Phase of careActions to be taken
Introduction of withdrawalConsult with palliative care service
Identify appropriate clinicians to meet with parents to discuss management of child's care and treatment
Meet with parents to discuss withdrawal including Implications of withdrawal Management of symptoms Place of care preferences Provide parents with opportunities for further discussions and involvement in decision making
Pre transferRationalise medication and interventions to maximise comfort
Contact religious/spiritual advisors as per family wishes
Identify and contact appropriate local services Home—general practitioner, community children's nursing team, local paediatrician Hospice—lead nurse and designated medical support Local hospital—lead consultant
Negotiate availability of local services to meet child and family at home, or support extubation at destination
Negotiate availability of ambulance services for transfer
Acquire knowledge on accessibility at planned destination from parents, family members and or local staff
Ensure destination is accessible for all equipment
Ensure necessary equipment necessary for transfer and ongoing care available and able to be used in required settings Ensure arrangements in place for certification postdeath
Review with family agreed time frame for extubation
Distribute Symptom Management Plan (SMP) to all members of the local, transferring team and destination team and give a copy to the family
Arrange medication recommended in SMP to be available at transfer site
Train parents/carers in how to give potential ongoing medication
Discuss and agree planned action if extubation or death occurs during transfer
Establish which health professionals will carry out extubation
Determine timescale for discontinuation of life-dependent medications (ie, in the ICU, on arrival at the destination or peri-extubation)
ExtubationProvide family with time and appropriate privacy to complete rituals
Clarify with family that death may not occur in the expected timeframe and in some circumstances a child may survive longer term.

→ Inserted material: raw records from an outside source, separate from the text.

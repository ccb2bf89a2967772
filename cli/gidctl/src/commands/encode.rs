//! Encode command.

use anyhow::Result;
use clap::Args;
use global_id::{GidUri, GlobalId, Params};

use crate::config::parse_key_val;
use crate::output::print_single;

use super::decode::GidView;
use super::CommandContext;

/// Build a gid:// URI from a model name and id.
#[derive(Debug, Args)]
pub struct EncodeCommand {
    /// Model type name (e.g. Person or Person::Child).
    model_name: String,

    /// Model id.
    model_id: String,

    /// Extra query parameter (KEY=value). May be repeated.
    #[arg(long = "param", value_parser = parse_key_val)]
    params: Vec<(String, String)>,
}

impl EncodeCommand {
    pub fn run(self, ctx: CommandContext) -> Result<()> {
        let app = ctx.settings.require_app()?;
        let params: Params = self.params.into_iter().collect();
        let gid = GlobalId::from(GidUri::build(app, self.model_name, self.model_id, params)?);

        tracing::debug!(gid = %gid, "encoded global id");

        let view = GidView::from(&gid);
        print_single(&view, &view.rows(), ctx.format);
        Ok(())
    }
}
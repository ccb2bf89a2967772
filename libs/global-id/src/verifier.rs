//! Message signing and verification.
//!
//! The signed-identifier layer never looks inside tokens; it hands payload
//! bytes to a [`MessageVerifier`] and gets an opaque ASCII token back.

use std::fmt;

use base64::{engine::general_purpose::STANDARD, Engine as _};
use hmac::{Hmac, Mac};
use sha2::Sha256;
use thiserror::Error;

type HmacSha256 = Hmac<Sha256>;

/// Separator between the encoded payload and its MAC.
const TOKEN_SEPARATOR: &str = "--";

/// Reasons a token failed verification.
#[derive(Debug, Error, Clone, PartialEq, Eq)]
pub enum VerifyError {
    /// The token does not have the expected shape.
    #[error("malformed token: {0}")]
    Malformed(String),

    /// The signature does not match the payload.
    #[error("signature mismatch")]
    InvalidSignature,
}

/// Signs payloads into tokens and verifies tokens back into payloads.
pub trait MessageVerifier: Send + Sync + fmt::Debug {
    /// Produces an authenticated, ASCII-safe token for `payload`.
    fn generate(&self, payload: &[u8]) -> String;

    /// Checks a token's authenticity and returns the payload it carries.
    fn verify(&self, token: &str) -> Result<Vec<u8>, VerifyError>;
}

/// HMAC-SHA256 verifier.
///
/// Tokens look like `base64(payload)--hex(mac)`.
#[derive(Clone)]
pub struct HmacVerifier {
    secret: Vec<u8>,
}

impl HmacVerifier {
    pub fn new(secret: impl AsRef<[u8]>) -> Self {
        Self {
            secret: secret.as_ref().to_vec(),
        }
    }

    fn mac(&self) -> HmacSha256 {
        match HmacSha256::new_from_slice(&self.secret) {
            Ok(mac) => mac,
            Err(_) => unreachable!("HMAC key length is unrestricted"),
        }
    }
}

impl fmt::Debug for HmacVerifier {
    fn fmt(&self, f: &mut fmt::Formatter<'_>) -> fmt::Result {
        f.debug_struct("HmacVerifier")
            .field("secret", &"[redacted]")
            .finish()
    }
}

impl MessageVerifier for HmacVerifier {
    fn generate(&self, payload: &[u8]) -> String {
        let data = STANDARD.encode(payload);
        let mut mac = self.mac();
        mac.update(data.as_bytes());
        let digest = hex::encode(mac.finalize().into_bytes());
        format!("{data}{TOKEN_SEPARATOR}{digest}")
    }

    fn verify(&self, token: &str) -> Result<Vec<u8>, VerifyError> {
        let Some((data, digest)) = token.rsplit_once(TOKEN_SEPARATOR) else {
            return Err(VerifyError::Malformed("missing signature separator".into()));
        };

        if data.is_empty() || digest.is_empty() {
            return Err(VerifyError::Malformed("empty payload or signature".into()));
        }

        let digest = hex::decode(digest)
            .map_err(|e| VerifyError::Malformed(format!("signature is not hex: {e}")))?;

        let mut mac = self.mac();
        mac.update(data.as_bytes());
        mac.verify_slice(&digest)
            .map_err(|_| VerifyError::InvalidSignature)?;

        STANDARD
            .decode(data)
            .map_err(|e| VerifyError::Malformed(format!("payload is not base64: {e}")))
    }
}
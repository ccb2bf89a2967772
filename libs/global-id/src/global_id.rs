//! The global identifier value type.

use std::borrow::Cow;
use std::fmt;
use std::hash::{Hash, Hasher};
use std::str::FromStr;
use std::sync::Arc;

use base64::{engine::general_purpose::URL_SAFE_NO_PAD, Engine as _};

use crate::config;
use crate::error::{GidError, UriError};
use crate::identification::Identifiable;
use crate::locator::{self, LocateOptions};
use crate::model::{ModelClass, Record};
use crate::signed::SignedGlobalId;
use crate::uri::{GidUri, Params};

/// Options for [`GlobalId::create`].
#[derive(Debug, Clone, Default)]
pub struct GidOptions {
    app: Option<String>,
    params: Params,
}

impl GidOptions {
    pub fn new() -> Self {
        Self::default()
    }

    /// Overrides the process-wide default app. An empty name is rejected at
    /// creation time.
    pub fn app(mut self, app: impl Into<String>) -> Self {
        self.app = Some(app.into());
        self
    }

    /// Adds a query parameter to the created URI.
    pub fn param(mut self, key: impl Into<String>, value: impl ToString) -> Self {
        self.params.insert(key, value);
        self
    }
}

/// A `gid://app/Model/id` reference to an application object.
///
/// Equality and hashing are defined over the canonical text form.
#[derive(Debug, Clone)]
pub struct GlobalId {
    uri: GidUri,
}

impl GlobalId {
    /// Builds a global id for `model`.
    ///
    /// The app comes from `options` when set, otherwise from the process-wide
    /// configuration. Having neither is an error.
    pub fn create<T: Identifiable + ?Sized>(model: &T, options: &GidOptions) -> Result<Self, GidError> {
        let app = match &options.app {
            Some(app) => app.clone(),
            None => config::current()
                .app()
                .map(str::to_string)
                .ok_or(GidError::InvalidApp {
                    name: String::new(),
                    reason: "no app given and no default app configured",
                })?,
        };

        let uri = GidUri::build(
            &app,
            model.model_name().into_owned(),
            model.id(),
            options.params.clone(),
        )?;

        Ok(Self { uri })
    }

    /// Parses either the `gid://` text form or the transport-safe param form.
    ///
    /// Returns `None` for anything that isn't a valid identifier.
    pub fn parse(text: &str) -> Option<Self> {
        if let Ok(uri) = GidUri::parse(text) {
            return Some(Self { uri });
        }

        let encoded = text.trim_end_matches('=');
        let bytes = URL_SAFE_NO_PAD.decode(encoded).ok()?;
        let decoded = String::from_utf8(bytes).ok()?;
        GidUri::parse(&decoded).ok().map(Self::from)
    }

    /// Returns the URL- and filename-safe encoding of the text form.
    pub fn to_param(&self) -> String {
        URL_SAFE_NO_PAD.encode(self.to_string())
    }

    pub fn uri(&self) -> &GidUri {
        &self.uri
    }

    pub fn app(&self) -> &str {
        self.uri.app()
    }

    pub fn model_name(&self) -> &str {
        self.uri.model_name()
    }

    pub fn model_id(&self) -> &str {
        self.uri.model_id()
    }

    pub fn params(&self) -> &Params {
        self.uri.params()
    }

    /// Looks up the registered model type in the process-wide locator.
    pub fn model_class(&self) -> Option<Arc<ModelClass>> {
        locator::global().models().get(self.model_name())
    }

    /// Resolves this identifier through the process-wide locator.
    pub fn find(&self, options: &LocateOptions) -> Option<Record> {
        locator::global().locate(self, options)
    }
}

impl From<GidUri> for GlobalId {
    fn from(uri: GidUri) -> Self {
        Self { uri }
    }
}

impl fmt::Display for GlobalId {
    fn fmt(&self, f: &mut fmt::Formatter<'_>) -> fmt::Result {
        fmt::Display::fmt(&self.uri, f)
    }
}

impl FromStr for GlobalId {
    type Err = UriError;

    fn from_str(s: &str) -> Result<Self, Self::Err> {
        GidUri::parse(s).map(Self::from)
    }
}

impl PartialEq for GlobalId {
    fn eq(&self, other: &Self) -> bool {
        self.to_string() == other.to_string()
    }
}

impl Eq for GlobalId {}

impl PartialEq<SignedGlobalId> for GlobalId {
    fn eq(&self, other: &SignedGlobalId) -> bool {
        self == other.global_id()
    }
}

impl Hash for GlobalId {
    fn hash<H: Hasher>(&self, state: &mut H) {
        self.to_string().hash(state);
    }
}

impl serde::Serialize for GlobalId {
    fn serialize<S>(&self, serializer: S) -> Result<S::Ok, S::Error>
    where
        S: serde::Serializer,
    {
        serializer.serialize_str(&self.to_string())
    }
}

impl<'de> serde::Deserialize<'de> for GlobalId {
    fn deserialize<D>(deserializer: D) -> Result<Self, D::Error>
    where
        D: serde::Deserializer<'de>,
    {
        let s = String::deserialize(deserializer)?;
        s.parse().map_err(serde::de::Error::custom)
    }
}

/// Anything the locator can turn into a [`GlobalId`].
pub trait Locatable {
    /// Returns the identifier, or `None` if the input isn't one.
    fn as_global_id(&self) -> Option<Cow<'_, GlobalId>>;
}

impl Locatable for GlobalId {
    fn as_global_id(&self) -> Option<Cow<'_, GlobalId>> {
        Some(Cow::Borrowed(self))
    }
}

impl Locatable for SignedGlobalId {
    fn as_global_id(&self) -> Option<Cow<'_, GlobalId>> {
        Some(Cow::Borrowed(self.global_id()))
    }
}

impl Locatable for str {
    fn as_global_id(&self) -> Option<Cow<'_, GlobalId>> {
        GlobalId::parse(self).map(Cow::Owned)
    }
}

impl Locatable for String {
    fn as_global_id(&self) -> Option<Cow<'_, GlobalId>> {
        self.as_str().as_global_id()
    }
}

impl<T: Locatable + ?Sized> Locatable for &T {
    fn as_global_id(&self) -> Option<Cow<'_, GlobalId>> {
        (**self).as_global_id()
    }
}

Inform family/carers of symptoms and signs that may occur postextubation
Outline management of symptoms that may occur
Ensure provisional plans in place for child's ongoing care
Commence any symptom management medication that may be required around the time of extubation and immediately postextubation
PostextubationReview symptoms and initiate appropriate management
Handover care responsibility to local team (community, hospice, hospital)

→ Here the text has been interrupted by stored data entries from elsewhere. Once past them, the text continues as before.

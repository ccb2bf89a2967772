//! Model types known to the default resolver.
//!
//! Applications register each resolvable type under the same name its
//! objects report from [`Identifiable::model_name`]. A registration carries a
//! [`Finder`], an optional parent type, and the capabilities the type
//! implements. Type filters are evaluated against this registry.

use std::any::Any;
use std::collections::{HashMap, HashSet};
use std::fmt;
use std::sync::{Arc, PoisonError, RwLock};

use crate::identification::Identifiable;

/// Well-known capability names.
pub mod capability {
    /// Implemented by every registered model type.
    pub const IDENTIFICATION: &str = "GlobalId::Identification";
}

/// A located application object.
pub type Record = Arc<dyn Model>;

/// An identifiable object that can be handed back from a lookup.
pub trait Model: Identifiable + Any + Send + Sync + fmt::Debug {
    fn as_any(&self) -> &dyn Any;
}

impl<T> Model for T
where
    T: Identifiable + Any + Send + Sync + fmt::Debug,
{
    fn as_any(&self) -> &dyn Any {
        self
    }
}

/// Looks up records of one model type by id.
pub trait Finder: Send + Sync {
    fn find(&self, id: &str) -> Option<Record>;

    /// Fetches many records at once, omitting ids that don't exist.
    fn find_all(&self, ids: &[&str]) -> Vec<Record> {
        ids.iter().filter_map(|id| self.find(id)).collect()
    }
}

impl<F> Finder for F
where
    F: Fn(&str) -> Option<Record> + Send + Sync,
{
    fn find(&self, id: &str) -> Option<Record> {
        self(id)
    }
}

/// A registered model type.
#[derive(Clone)]
pub struct ModelClass {
    name: String,
    parent: Option<String>,
    capabilities: Vec<String>,
    finder: Arc<dyn Finder>,
}

impl ModelClass {
    pub fn new(name: impl Into<String>, finder: impl Finder + 'static) -> Self {
        Self {
            name: name.into(),
            parent: None,
            capabilities: Vec::new(),
            finder: Arc::new(finder),
        }
    }

    /// Declares this type a subtype of `parent`.
    pub fn inherits(mut self, parent: impl Into<String>) -> Self {
        self.parent = Some(parent.into());
        self
    }

    /// Declares a capability this type implements.
    pub fn implements(mut self, capability: impl Into<String>) -> Self {
        self.capabilities.push(capability.into());
        self
    }

    pub fn name(&self) -> &str {
        &self.name
    }

    pub fn parent(&self) -> Option<&str> {
        self.parent.as_deref()
    }

    pub fn capabilities(&self) -> &[String] {
        &self.capabilities
    }

    pub fn finder(&self) -> &dyn Finder {
        self.finder.as_ref()
    }
}

impl fmt::Debug for ModelClass {
    fn fmt(&self, f: &mut fmt::Formatter<'_>) -> fmt::Result {
        f.debug_struct("ModelClass")
            .field("name", &self.name)
            .field("parent", &self.parent)
            .field("capabilities", &self.capabilities)
            .finish_non_exhaustive()
    }
}

/// Maps model names to their registered types.
#[derive(Debug, Default)]
pub struct ModelRegistry {
    classes: RwLock<HashMap<String, Arc<ModelClass>>>,
}

impl ModelRegistry {
    pub fn new() -> Self {
        Self::default()
    }

    /// Registers a model type, replacing any previous registration under the
    /// same name.
    pub fn register(&self, class: ModelClass) -> Option<Arc<ModelClass>> {
        tracing::debug!(model = class.name(), parent = class.parent(), "registering model type");
        self.classes
            .write()
            .unwrap_or_else(PoisonError::into_inner)
            .insert(class.name.clone(), Arc::new(class))
    }

    pub fn get(&self, name: &str) -> Option<Arc<ModelClass>> {
        self.classes
            .read()
            .unwrap_or_else(PoisonError::into_inner)
            .get(name)
            .cloned()
    }

    /// Returns the type itself followed by its registered ancestors.
    ///
    /// The walk stops at the first unregistered parent or at a cycle.
    pub fn ancestors(&self, name: &str) -> Vec<Arc<ModelClass>> {
        let classes = self.classes.read().unwrap_or_else(PoisonError::into_inner);
        let mut chain = Vec::new();
        let mut seen = HashSet::new();
        let mut next = Some(name);

        while let Some(current) = next {
            if !seen.insert(current) {
                break;
            }
            let Some(class) = classes.get(current) else {
                break;
            };
            chain.push(Arc::clone(class));
            next = class.parent.as_deref();
        }

        chain
    }

    /// Returns true if `name` is `type_name` or one of its subtypes.
    pub fn is_a(&self, name: &str, type_name: &str) -> bool {
        self.ancestors(name).iter().any(|c| c.name == type_name)
    }

    /// Returns true if `name` or an ancestor implements `capability`.
    pub fn implements(&self, name: &str, capability: &str) -> bool {
        let chain = self.ancestors(name);
        if chain.is_empty() {
            return false;
        }
        capability == capability::IDENTIFICATION
            || chain
                .iter()
                .any(|c| c.capabilities.iter().any(|cap| cap == capability))
    }
}

/// One element of a type filter.
#[derive(Debug, Clone, PartialEq, Eq, Hash)]
pub enum Matcher {
    /// Matches the named type and its subtypes.
    Type(String),
    /// Matches any type implementing the named capability.
    Capability(String),
}

impl Matcher {
    pub fn of_type(name: impl Into<String>) -> Self {
        Matcher::Type(name.into())
    }

    pub fn capability(name: impl Into<String>) -> Self {
        Matcher::Capability(name.into())
    }

    fn matches(&self, registry: &ModelRegistry, model_name: &str) -> bool {
        match self {
            Matcher::Type(type_name) => registry.is_a(model_name, type_name),
            Matcher::Capability(capability) => registry.implements(model_name, capability),
        }
    }
}

/// Restricts lookups to certain types (the `only:` option).
///
/// A model passes if any matcher accepts it. An empty filter accepts nothing.
#[derive(Debug, Clone, Default, PartialEq, Eq)]
pub struct TypeFilter {
    matchers: Vec<Matcher>,
}

impl TypeFilter {
    pub fn of_type(name: impl Into<String>) -> Self {
        Matcher::of_type(name).into()
    }

    pub fn capability(name: impl Into<String>) -> Self {
        Matcher::capability(name).into()
    }

    pub fn any_of(matchers: impl IntoIterator<Item = Matcher>) -> Self {
        Self {
            matchers: matchers.into_iter().collect(),
        }
    }

    /// Also accept `name` and its subtypes.
    pub fn or_type(mut self, name: impl Into<String>) -> Self {
        self.matchers.push(Matcher::of_type(name));
        self
    }

    /// Also accept types implementing `capability`.
    pub fn or_capability(mut self, capability: impl Into<String>) -> Self {
        self.matchers.push(Matcher::capability(capability));
        self
    }

    pub fn matchers(&self) -> &[Matcher] {
        &self.matchers
    }

    pub fn matches(&self, registry: &ModelRegistry, model_name: &str) -> bool {
        self.matchers
            .iter()
            .any(|m| m.matches(registry, model_name))
    }
}

impl From<Matcher> for TypeFilter {
    fn from(matcher: Matcher) -> Self {
        Self {
            matchers: vec![matcher],
        }
    }
}

impl From<Vec<Matcher>> for TypeFilter {
    fn from(matchers: Vec<Matcher>) -> Self {
        Self { matchers }
    }
}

Review fluid management plan
Provide access to ongoing care and symptom management support (including 24/7 telephone access)
Ensure Emergency Care Plan (ECP) corresponds to current wishes of parents
Communicate child's location and status along with any ECP changes in writing to local primary care, community, hospital and emergency services
Provide family with written copy of updated ECP
Provide family with information on who to contact should a healthcare professional not be present at time of death
Post deathMonitor that previously planned activities are proceeding: Designated medical practitioner available to complete death certificate Designated family member takes responsibility for postdeath arrangements Agreed upon bereavement support is initiated Planned for care of child's body postdeath is carried out
  • ECP, emergency care plans; ICU, intensive care unit.